Gericht

OGH

Entscheidungsdatum

29.08.2018

Geschäftszahl

7Ob96/18w

Kopf

Der Oberste Gerichtshof hat als Revisionsgericht durch die Senatspräsidentin Dr.

 Kalivoda als Vorsitzende und die Hofrätinnen und Hofräte Hon.-Prof. Dr. Höllwerth, Dr. E. Solé, Mag. Malesich und MMag. Matzka als weitere Richter in der Rechtssache der klagenden Partei M***** L*****, vertreten durch Poduschka Anwaltsgesellschaft mbH in Linz, gegen die beklagte Partei P***** GmbH und Co KG, *****, vertreten durch Pressl Endl Heinrich Bamberger Rechtsanwälte GmbH in Salzburg, wegen 12.226,24 EUR sA, infolge Revision der klagenden Partei gegen das Urteil des Landesgerichts Salzburg als Berufungsgericht vom 28. Februar 2018, GZ 53 R 249/17z-37, mit dem das Urteil des Bezirksgerichts Salzburg vom 23. August 2017, GZ 31 C 1/16m-32, bestätigt wurde, den

Beschluss

gefasst:

Spruch

Die Zurückziehung der Revision der klagenden Partei dient zur Kenntnis.

Die klagende Partei ist schuldig, der beklagten Partei die mit 939,24 EUR (darin enthalten 156,54 EUR an USt) bestimmten Kosten ihrer Revisionsbeantwortung binnen 14 Tagen zu ersetzen.

Die Akten werden dem Erstgericht zurückgestellt.

Begründung:

Rechtliche Beurteilung

Der Kläger hat seine ordentliche Revision zurückgezogen. Dies ist bis zur Entscheidung über diese zulässig (§§ 484, 513 ZPO) und zur Kenntnis zu nehmen (7 Ob 58/17f; RIS-Justiz RS0110466 [T6, T9]).

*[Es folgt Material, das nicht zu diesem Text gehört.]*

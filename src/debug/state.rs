//! Debug domain: toggles for dev tooling.

use bevy::prelude::*;

/// Resource tracking debug mode state
#[derive(Resource, Debug, Default)]
pub struct DebugState {
    /// Log runner kinematics every fixed tick
    pub log_kinematics: bool,
    /// Keep energy topped up
    pub invincible: bool,
}

pub(crate) fn toggle_label(on: bool) -> &'static str {
    if on { "ON" } else { "OFF" }
}
//! Core domain: run flow systems and setup.

use bevy::ecs::message::MessageReader;
use bevy::prelude::*;

use crate::core::events::AudioCueEvent;
use crate::core::resources::Difficulty;
use crate::core::state::GameState;

/// World units per screen pixel at the default window size.
const CAMERA_SCALE: f32 = 1.0 / 48.0;

pub(crate) fn setup_camera(mut commands: Commands) {
    commands.spawn((
        Camera2d,
        Projection::Orthographic(OrthographicProjection {
            scale: CAMERA_SCALE,
            ..OrthographicProjection::default_2d()
        }),
    ));
}

pub(crate) fn start_gameplay(mut game_state: ResMut<NextState<GameState>>) {
    game_state.set(GameState::Gameplay);
}

/// Number keys 1-3 pick the difficulty.
pub(crate) fn select_difficulty(
    keyboard: Res<ButtonInput<KeyCode>>,
    mut difficulty: ResMut<Difficulty>,
) {
    let picked = [KeyCode::Digit1, KeyCode::Digit2, KeyCode::Digit3]
        .into_iter()
        .position(|key| keyboard.just_pressed(key));

    if let Some(index) = picked {
        let next = Difficulty::from_index(index);
        if difficulty.set_if_neq(next) {
            info!("Difficulty set to {:?}", next);
        }
    }
}

pub(crate) fn log_audio_cues(mut cues: MessageReader<AudioCueEvent>) {
    for event in cues.read() {
        debug!("Audio cue: {}", event.cue.name());
    }
}
//! Core domain: shared resources for difficulty and the current run.

use bevy::prelude::*;
use serde::{Deserialize, Serialize};

/// Selected difficulty. Profiles are looked up in the gameplay tuning.
#[derive(Resource, Debug, Clone, Copy, PartialEq, Eq, Hash, Default, Deserialize, Serialize)]
pub enum Difficulty {
    #[default]
    Easy,
    Medium,
    Hard,
}

impl Difficulty {
    pub const ALL: [Difficulty; 3] = [Difficulty::Easy, Difficulty::Medium, Difficulty::Hard];

    /// Map a menu index to a difficulty. Anything out of range is Easy.
    pub fn from_index(index: usize) -> Self {
        Self::ALL.get(index).copied().unwrap_or_default()
    }
}

/// Bookkeeping for the run in progress.
#[derive(Resource, Debug, Default)]
pub struct RunSession {
    /// Set once the runner reaches the getaway vehicle; cops can no longer catch them
    pub escaping: bool,
    pub loss_reason: Option<String>,
    /// Number of restarts since launch
    pub attempts: u32,
}

impl RunSession {
    pub fn begin_escape(&mut self) {
        self.escaping = true;
    }

    pub fn record_loss(&mut self, reason: impl Into<String>) {
        self.loss_reason = Some(reason.into());
    }

    /// Clear per-run flags for a fresh attempt.
    pub fn restart(&mut self) {
        self.escaping = false;
        self.loss_reason = None;
        self.attempts += 1;
    }
}
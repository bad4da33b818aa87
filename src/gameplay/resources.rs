//! Gameplay domain: runner energy and score.

use bevy::prelude::*;

/// Colour band of the energy bar.
#[derive(Debug, Clone, Copy, PartialEq, Eq)]
pub enum EnergyStatus {
    Healthy,
    Warning,
    Critical,
}

/// The runner's energy. Drains over time and on obstacle hits; zero loses the run.
#[derive(Resource, Debug, Clone)]
pub struct Energy {
    current: f32,
    pub max: f32,
    /// Energy lost per second while draining
    pub drain_rate: f32,
    draining: bool,
}

impl Energy {
    pub fn new(max: f32, drain_rate: f32) -> Self {
        Self {
            current: max,
            max,
            drain_rate,
            draining: true,
        }
    }

    pub fn current(&self) -> f32 {
        self.current
    }

    pub fn fraction(&self) -> f32 {
        if self.max > 0.0 {
            self.current / self.max
        } else {
            0.0
        }
    }

    pub fn decrease(&mut self, amount: f32) {
        self.current = (self.current - amount).clamp(0.0, self.max);
    }

    pub fn increase(&mut self, amount: f32) {
        self.current = (self.current + amount).clamp(0.0, self.max);
    }

    /// Drain for `dt` seconds. Returns true if the value changed.
    pub fn drain(&mut self, dt: f32) -> bool {
        if !self.draining || self.current <= 0.0 {
            return false;
        }
        let before = self.current;
        self.decrease(self.drain_rate * dt);
        self.current != before
    }

    pub fn is_draining(&self) -> bool {
        self.draining
    }

    /// Freeze the value, as when the run ends.
    pub fn stop(&mut self) {
        self.draining = false;
    }

    pub fn resume(&mut self) {
        self.draining = true;
    }

    pub fn refill(&mut self) {
        self.current = self.max;
    }

    pub fn is_depleted(&self) -> bool {
        self.current <= 0.0
    }

    /// Band for the given fractions, each inclusive.
    pub fn status(&self, warning_fraction: f32, critical_fraction: f32) -> EnergyStatus {
        let fraction = self.fraction();
        if fraction <= critical_fraction {
            EnergyStatus::Critical
        } else if fraction <= warning_fraction {
            EnergyStatus::Warning
        } else {
            EnergyStatus::Healthy
        }
    }
}

/// Loot collected this run.
#[derive(Resource, Debug, Default, Clone, Copy, PartialEq, Eq)]
pub struct Score(pub u32);

impl Score {
    pub fn add(&mut self, amount: u32) {
        self.0 = self.0.saturating_add(amount);
    }

    pub fn reset(&mut self) {
        self.0 = 0;
    }
}

/// Entities the runner's collider overlapped on the last tick, by layer.
#[derive(Resource, Debug, Default, Clone)]
pub struct RunnerContacts {
    pub pickups: Vec<Entity>,
    pub checkpoints: Vec<Entity>,
    pub cops: Vec<Entity>,
    pub getaways: Vec<Entity>,
}

impl RunnerContacts {
    pub fn clear(&mut self) {
        self.pickups.clear();
        self.checkpoints.clear();
        self.cops.clear();
        self.getaways.clear();
    }
}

Zufolge Zurücknahme des Rechtsmittels hat der Kläger der Beklagten in entsprechender Anwendung von § 484 Abs 2 ZPO die Kosten des Revisionsverfahrens zu ersetzen. Die von ihm selbst verzeichneten Kosten sind mangels der Voraussetzungen des § 41 Abs 1 ZPO nicht ersatzfähig (7 Ob 58/17f mwN).